Few people get convicted of the offense, and their stories tend to be pretty entertaining. Adell Hardiman, a 51-year-old Missouri plumbing contractor, was convicted of voting in both Kansas City and nearby Blue Springs, where he owns a home. He registered openly in both places, using the same name and Social Security number. He got a suspended jail sentence. "If it was wrong to vote twice, why didn't they tell me that?" he asked the Star, pricelessly.

In another case uncovered by the Star, insurance investigator Glenn R. Jourdon was found to have signed poll books in two counties in the 2002 elections. "I'd almost say I don't know how I possibly could have done it," said Jourdon, in a fairly typical excuse offered. "But there's no telling."

After the Florida debacle of 2000, however, the good old days of getting away with voting twice (or even joking about it at dinner parties, as the film director John Waters has done) have ended. This year's double-voting investigations are already under way. In Galveston, Texas, the local district attorney is looking into six people who cast ballots twice in early voting.
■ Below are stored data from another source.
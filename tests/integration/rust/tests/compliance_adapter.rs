//! Promises/A+ style checks through the deferred adapter
//!
//! Compliance suites drive an implementation through three entry points:
//! `resolved(value)`, `rejected(reason)` and `deferred()`. These tests use
//! the same shape.

use core_types::{Function, PlainObject, Value};
use integration_tests::{init_test_logging, recorder, swallow};
use promise_runtime::{Deferred, Promise, PromiseState, Realm, Runtime};
use std::cell::{Cell, RefCell};
use std::rc::Rc;

struct Adapter {
    runtime: Runtime,
}

impl Adapter {
    fn new() -> Self {
        init_test_logging();
        Self {
            runtime: Runtime::new(),
        }
    }

    fn realm(&self) -> &Realm {
        self.runtime.realm()
    }

    fn resolved(&self, value: Value) -> Promise {
        Promise::resolve(self.realm(), value)
    }

    fn rejected(&self, reason: Value) -> Promise {
        Promise::reject(self.realm(), reason)
    }

    fn deferred(&self) -> Deferred {
        Promise::deferred(self.realm())
    }

    fn flush(&self) {
        self.runtime.run_until_done().unwrap();
    }
}

#[test]
fn test_on_fulfilled_not_called_before_fulfillment() {
    let adapter = Adapter::new();
    let deferred = adapter.deferred();
    let (seen, on_fulfilled) = recorder();
    deferred.promise.then(Some(on_fulfilled), None);

    adapter.flush();
    assert!(seen.borrow().is_empty());

    deferred.resolve.call(vec![Value::Smi(1)]).unwrap();
    adapter.flush();
    assert_eq!(*seen.borrow(), vec![Value::Smi(1)]);
}

#[test]
fn test_on_rejected_called_once_with_reason() {
    let adapter = Adapter::new();
    let deferred = adapter.deferred();
    let (seen, on_rejected) = recorder();
    deferred.promise.then(None, Some(on_rejected));

    deferred.reject.call(vec![Value::from("r")]).unwrap();
    deferred.reject.call(vec![Value::from("again")]).unwrap();
    adapter.flush();
    assert_eq!(*seen.borrow(), vec![Value::from("r")]);
}

#[test]
fn test_handlers_called_without_this_and_after_stack_unwinds() {
    let adapter = Adapter::new();
    let unwound = Rc::new(Cell::new(false));
    let observed = Rc::new(Cell::new(false));

    let (u, o) = (unwound.clone(), observed.clone());
    adapter.resolved(Value::Undefined).then(
        Some(Function::unary(move |_| {
            o.set(u.get());
            Ok(Value::Undefined)
        })),
        None,
    );
    unwound.set(true);

    adapter.flush();
    assert!(observed.get());
}

#[test]
fn test_non_function_handlers_are_ignored() {
    let adapter = Adapter::new();
    let promise = adapter.resolved(Value::Smi(3));
    let Value::Object(object) = promise.to_value() else {
        panic!("promise is an object");
    };
    let then = core_types::Thenable::then_member(object).unwrap();
    let derived = then
        .as_function()
        .unwrap()
        .call(vec![Value::Null, Value::from("not a function")])
        .unwrap();

    adapter.flush();
    let derived = Promise::from_value(&derived).unwrap();
    assert_eq!(derived.state(), PromiseState::Fulfilled(Value::Smi(3)));
}

#[test]
fn test_multiple_then_calls_fire_in_order() {
    let adapter = Adapter::new();
    let order = Rc::new(RefCell::new(Vec::new()));
    let promise = adapter.rejected(Value::Smi(0));

    for tag in 1..=3 {
        let o = order.clone();
        promise.then(
            None,
            Some(Function::unary(move |_| {
                o.borrow_mut().push(tag);
                Ok(Value::Undefined)
            })),
        );
    }
    adapter.flush();
    assert_eq!(*order.borrow(), vec![1, 2, 3]);
}

#[test]
fn test_thenable_calling_both_callbacks_uses_first() {
    let adapter = Adapter::new();
    let thenable = PlainObject::with_then(Function::new(|args| {
        if let [Value::Function(resolve), Value::Function(reject)] = args.as_slice() {
            reject.call(vec![Value::from("first")])?;
            resolve.call(vec![Value::from("second")])?;
        }
        Ok(Value::Undefined)
    }))
    .into_value();

    let derived = adapter
        .resolved(Value::Undefined)
        .then(Some(Function::unary(move |_| Ok(thenable.clone()))), None);
    let _ = derived.catch(swallow());
    adapter.flush();
    assert_eq!(derived.state(), PromiseState::Rejected(Value::from("first")));
}

#[test]
fn test_already_fulfilled_promise_with_late_then() {
    let adapter = Adapter::new();
    let promise = adapter.resolved(Value::from("dummy"));
    adapter.flush();

    let (seen, on_fulfilled) = recorder();
    promise.then(Some(on_fulfilled), None);
    assert!(seen.borrow().is_empty());
    adapter.flush();
    assert_eq!(*seen.borrow(), vec![Value::from("dummy")]);
}
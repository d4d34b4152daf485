//! JavaScript error types.
//!
//! Errors raised by the runtime itself (bad constructor arguments, resolution
//! cycles, runaway microtask loops) are represented as [`JsError`] values so
//! they can travel through promise rejections like any other thrown value.

use std::fmt;

/// The kind of JavaScript error.
///
/// These correspond to JavaScript's built-in error constructors.
#[derive(Debug, Clone, PartialEq, Eq)]
pub enum ErrorKind {
    /// Type error (e.g., calling a non-function)
    TypeError,
    /// Value out of allowed range
    RangeError,
    /// Internal engine error
    InternalError,
}

impl fmt::Display for ErrorKind {
    fn fmt(&self, f: &mut fmt::Formatter<'_>) -> fmt::Result {
        match self {
            ErrorKind::TypeError => write!(f, "TypeError"),
            ErrorKind::RangeError => write!(f, "RangeError"),
            ErrorKind::InternalError => write!(f, "InternalError"),
        }
    }
}

/// A JavaScript error with a kind and message.
///
/// # Examples
///
/// ```
/// use core_types::{ErrorKind, JsError};
///
/// let error = JsError::type_error("undefined is not a function");
///
/// assert_eq!(error.kind, ErrorKind::TypeError);
/// assert_eq!(error.to_string(), "TypeError: undefined is not a function");
/// ```
#[derive(Debug, Clone, PartialEq, thiserror::Error)]
#[error("{kind}: {message}")]
pub struct JsError {
    /// The type of error
    pub kind: ErrorKind,
    /// Human-readable error message
    pub message: String,
}

impl JsError {
    /// Creates an error of the given kind.
    pub fn new(kind: ErrorKind, message: impl Into<String>) -> Self {
        Self {
            kind,
            message: message.into(),
        }
    }

    /// Creates a `TypeError`.
    pub fn type_error(message: impl Into<String>) -> Self {
        Self::new(ErrorKind::TypeError, message)
    }

    /// Creates an `InternalError`.
    pub fn internal(message: impl Into<String>) -> Self {
        Self::new(ErrorKind::InternalError, message)
    }
}
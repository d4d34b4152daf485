//! `Promise.all` and `Promise.race`.

use crate::promise::{Promise, Settlement};
use crate::realm::Realm;
use core_types::{Function, Value};
use std::cell::RefCell;
use std::rc::Rc;

struct AllState {
    values: Vec<Value>,
    remaining: usize,
}

impl Promise {
    /// Fulfills with the values of all `items`, in input order, once every
    /// item has fulfilled. Rejects with the first rejection.
    ///
    /// Non-promise items count as already fulfilled. An empty input fulfills
    /// immediately with an empty array.
    pub fn all(realm: &Realm, items: Vec<Value>) -> Promise {
        let result = Promise::pending(realm);
        tracing::trace!(promise = %result.id(), entries = items.len(), "Promise.all");
        if items.is_empty() {
            result.settle(Settlement::Fulfilled(Value::array(Vec::new())));
            return result;
        }

        let state = Rc::new(RefCell::new(AllState {
            values: vec![Value::Undefined; items.len()],
            remaining: items.len(),
        }));
        for (index, item) in items.into_iter().enumerate() {
            let on_fulfilled = {
                let (state, result) = (state.clone(), result.clone());
                Function::unary(move |value| {
                    let complete = {
                        let mut state = state.borrow_mut();
                        state.values[index] = value;
                        state.remaining -= 1;
                        (state.remaining == 0).then(|| std::mem::take(&mut state.values))
                    };
                    if let Some(values) = complete {
                        result.settle(Settlement::Fulfilled(Value::array(values)));
                    }
                    Ok(Value::Undefined)
                })
            };
            Promise::resolve(realm, item).then(Some(on_fulfilled), Some(settle_rejected(&result)));
        }
        result
    }

    /// Settles like whichever of `items` settles first.
    ///
    /// Non-promise items count as already fulfilled. An empty input stays
    /// pending forever.
    pub fn race(realm: &Realm, items: Vec<Value>) -> Promise {
        let result = Promise::pending(realm);
        tracing::trace!(promise = %result.id(), entries = items.len(), "Promise.race");
        for item in items {
            let on_fulfilled = {
                let result = result.clone();
                Function::unary(move |value| {
                    result.settle(Settlement::Fulfilled(value));
                    Ok(Value::Undefined)
                })
            };
            Promise::resolve(realm, item).then(Some(on_fulfilled), Some(settle_rejected(&result)));
        }
        result
    }
}

fn settle_rejected(result: &Promise) -> Function {
    let result = result.clone();
    Function::unary(move |reason| {
        result.settle(Settlement::Rejected(reason));
        Ok(Value::Undefined)
    })
}
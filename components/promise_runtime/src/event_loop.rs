//! Event loop implementation.
//!
//! This module provides the event loop that coordinates task, microtask and
//! timer execution following the JavaScript event loop model. Time is
//! virtual: the clock only moves when the loop runs out of runnable work and
//! jumps to the next timer deadline, which keeps runs deterministic.

use crate::scheduler::Scheduler;
use crate::task_queue::{MicroTask, MicrotaskQueue, Task, TaskQueue, TimerId, TimerQueue};
use core_types::JsError;
use std::cell::{Cell, RefCell};
use std::time::Duration;

/// The JavaScript event loop.
///
/// Each iteration (turn) of the loop:
/// 1. Takes the oldest task from the task queue and executes it
/// 2. Drains all microtasks in the microtask queue
/// 3. Runs the rejection checks queued so far, draining microtasks after each
/// 4. Repeats
///
/// When no task is runnable, the clock advances to the earliest timer and the
/// timers due at that instant become tasks.
///
/// All methods take `&self` so that running jobs can enqueue more work on the
/// same loop.
///
/// # Examples
///
/// ```
/// use promise_runtime::{EventLoop, Task, MicroTask};
/// use std::time::Duration;
///
/// let event_loop = EventLoop::new();
///
/// event_loop.enqueue_task(Task::new(|| Ok(())));
/// event_loop.enqueue_microtask(MicroTask::new(|| Ok(())));
/// event_loop.set_timeout(Duration::from_millis(10), Task::new(|| Ok(())));
/// event_loop.run_until_done().unwrap();
///
/// assert_eq!(event_loop.now(), Duration::from_millis(10));
/// ```
#[derive(Debug, Default)]
pub struct EventLoop {
    task_queue: RefCell<TaskQueue>,
    microtask_queue: RefCell<MicrotaskQueue>,
    rejection_checks: RefCell<TaskQueue>,
    timers: RefCell<TimerQueue>,
    now: Cell<Duration>,
    microtask_limit: usize,
}

impl EventLoop {
    /// Creates a new EventLoop with empty queues and no microtask limit.
    pub fn new() -> Self {
        Self::default()
    }

    /// Creates an EventLoop that fails a microtask drain after `limit`
    /// microtasks (`0` = unlimited).
    pub fn with_microtask_limit(limit: usize) -> Self {
        Self {
            microtask_limit: limit,
            ..Self::default()
        }
    }

    /// Adds a task to the task queue.
    pub fn enqueue_task(&self, task: Task) {
        self.task_queue.borrow_mut().enqueue(task);
    }

    /// Adds a microtask to the microtask queue.
    pub fn enqueue_microtask(&self, microtask: MicroTask) {
        self.microtask_queue.borrow_mut().enqueue(microtask);
    }

    /// Adds a check to run at the end of the current turn.
    pub fn enqueue_rejection_check(&self, check: Task) {
        self.rejection_checks.borrow_mut().enqueue(check);
    }

    /// Schedules `task` to run once `delay` has elapsed on the loop's clock.
    pub fn set_timeout(&self, delay: Duration, task: Task) -> TimerId {
        let deadline = self.now.get() + delay;
        self.timers.borrow_mut().schedule(deadline, task)
    }

    /// Cancels a pending timer.
    pub fn clear_timeout(&self, id: TimerId) -> bool {
        self.timers.borrow_mut().cancel(id)
    }

    /// Current time on the loop's virtual clock.
    pub fn now(&self) -> Duration {
        self.now.get()
    }

    /// Returns true if the task queue is empty.
    pub fn is_task_queue_empty(&self) -> bool {
        self.task_queue.borrow().is_empty()
    }

    /// Returns true if the microtask queue is empty.
    pub fn is_microtask_queue_empty(&self) -> bool {
        self.microtask_queue.borrow().is_empty()
    }

    /// Returns true if no rejection check is waiting.
    pub fn is_rejection_check_queue_empty(&self) -> bool {
        self.rejection_checks.borrow().is_empty()
    }

    /// Number of timers that have not fired yet.
    pub fn pending_timers(&self) -> usize {
        self.timers.borrow().len()
    }

    /// Runs all microtasks in the queue until empty.
    ///
    /// New microtasks added during execution are also processed before this
    /// method returns.
    pub fn run_all_microtasks(&self) -> Result<(), JsError> {
        let mut executed = 0usize;
        loop {
            let next = self.microtask_queue.borrow_mut().dequeue();
            let Some(microtask) = next else {
                return Ok(());
            };
            executed += 1;
            if self.microtask_limit > 0 && executed > self.microtask_limit {
                return Err(JsError::internal(format!(
                    "microtask limit of {} exceeded",
                    self.microtask_limit
                )));
            }
            microtask.run()?;
        }
    }

    /// Ends a turn: drains microtasks, then runs the queued rejection
    /// checks. Microtasks queued by a check drain before the next check.
    pub fn run_end_of_turn(&self) -> Result<(), JsError> {
        loop {
            self.run_all_microtasks()?;
            let next = self.rejection_checks.borrow_mut().dequeue();
            match next {
                Some(check) => check.run()?,
                None => return Ok(()),
            }
        }
    }

    /// Processes one complete cycle: one task, then the end of its turn.
    ///
    /// Work queued by code running outside the loop belongs to that code's
    /// turn and is finished before the task.
    pub fn process_one_cycle(&self) -> Result<(), JsError> {
        self.run_end_of_turn()?;
        let next = self.task_queue.borrow_mut().dequeue();
        if let Some(task) = next {
            task.run()?;
        }
        self.run_end_of_turn()
    }

    /// Runs turns until no task, microtask or rejection check is left, without
    /// moving the clock.
    pub fn run_until_idle(&self) -> Result<(), JsError> {
        while !self.is_task_queue_empty()
            || !self.is_microtask_queue_empty()
            || !self.is_rejection_check_queue_empty()
        {
            self.process_one_cycle()?;
        }
        Ok(())
    }

    /// Runs the event loop until all tasks, microtasks and timers are processed.
    ///
    /// # Returns
    ///
    /// `Ok(())` if everything completed, or the first error a job returned.
    pub fn run_until_done(&self) -> Result<(), JsError> {
        loop {
            self.run_until_idle()?;
            let next = self.timers.borrow().next_deadline();
            let Some(deadline) = next else {
                return Ok(());
            };
            self.fire_timers_at(deadline);
        }
    }

    /// Runs everything that becomes due within `delay`, then leaves the clock
    /// at `now + delay`.
    pub fn advance_by(&self, delay: Duration) -> Result<(), JsError> {
        let target = self.now.get() + delay;
        loop {
            self.run_until_idle()?;
            let next = self.timers.borrow().next_deadline();
            match next {
                Some(deadline) if deadline <= target => self.fire_timers_at(deadline),
                _ => break,
            }
        }
        self.now.set(target.max(self.now.get()));
        Ok(())
    }

    fn fire_timers_at(&self, deadline: Duration) {
        if deadline > self.now.get() {
            self.now.set(deadline);
        }
        let now = self.now.get();
        let mut fired = 0usize;
        loop {
            let due = self.timers.borrow_mut().pop_due(now);
            let Some(task) = due else {
                break;
            };
            self.enqueue_task(task);
            fired += 1;
        }
        tracing::trace!(now_ms = now.as_millis() as u64, fired, "timers fired");
    }
}

impl Scheduler for EventLoop {
    fn enqueue_microtask(&self, microtask: MicroTask) {
        EventLoop::enqueue_microtask(self, microtask);
    }

    fn enqueue_task(&self, task: Task) {
        EventLoop::enqueue_task(self, task);
    }

    fn enqueue_rejection_check(&self, check: Task) {
        EventLoop::enqueue_rejection_check(self, check);
    }
}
Right-wing bloggers, especially the bilious freerepublic.org, have been on fire since the Daily News story, since 68 percent of the News' double-registrants were Democrats, and Florida and New York officials—embarrassed by the newspapers' revelations—have been playing catch-up.

After the Daily News story appeared, Florida's Secretary of State Glenda Hood fired off a letter to the FBI, saying Moschella's case "warrants immediate attention on the part of federal officials." The state attorney for Brevard County is also investigating him. "We believe that immediate and decisive action on the federal level is necessary to send a strong message that this type of illegal behavior and manipulation of the electoral franchise will not be tolerated," Hood wrote. "I did not do anything wrong," Moschella insists. (No charges have yet been filed, according to a spokeswoman for Brevard County state attorney Norman Wolfinger.)

It's pretty easy to be registered in two places, even if you don't own a second home like Adell Hardiman or filmmaker Michael Moore, who's registered in both New York and his native Michigan, where he has a lakefront house, according to the Smoking Gun. When you move and change registration, in most states, you're supposed to give the address or county where you were previously registered. That notification, in turn, is supposed to trigger a cancellation of your former registration. But not every state bothers to report the new registration.

This oversight occurs in part because the Constitution gives states, not the federal government, the responsibility for running elections—making accountability trickier. The Framers didn't envision an America where people moved from state to state so frequently. Nor did they foresee one where many people owned second homes. And they certainly didn't imagine voters who forum-shop, like the Washington-based journalist I know who's voting in New Hampshire, where he spent several months covering the campaign, or the New Yorkers who have registered in Florida via Operation Snowbird, which encourages Northerners who winter in Florida to vote in that all-important battleground state. (The Florida secretary of state reluctantly deemed such registrations legit, as long as the snowbirds didn't vote twice.)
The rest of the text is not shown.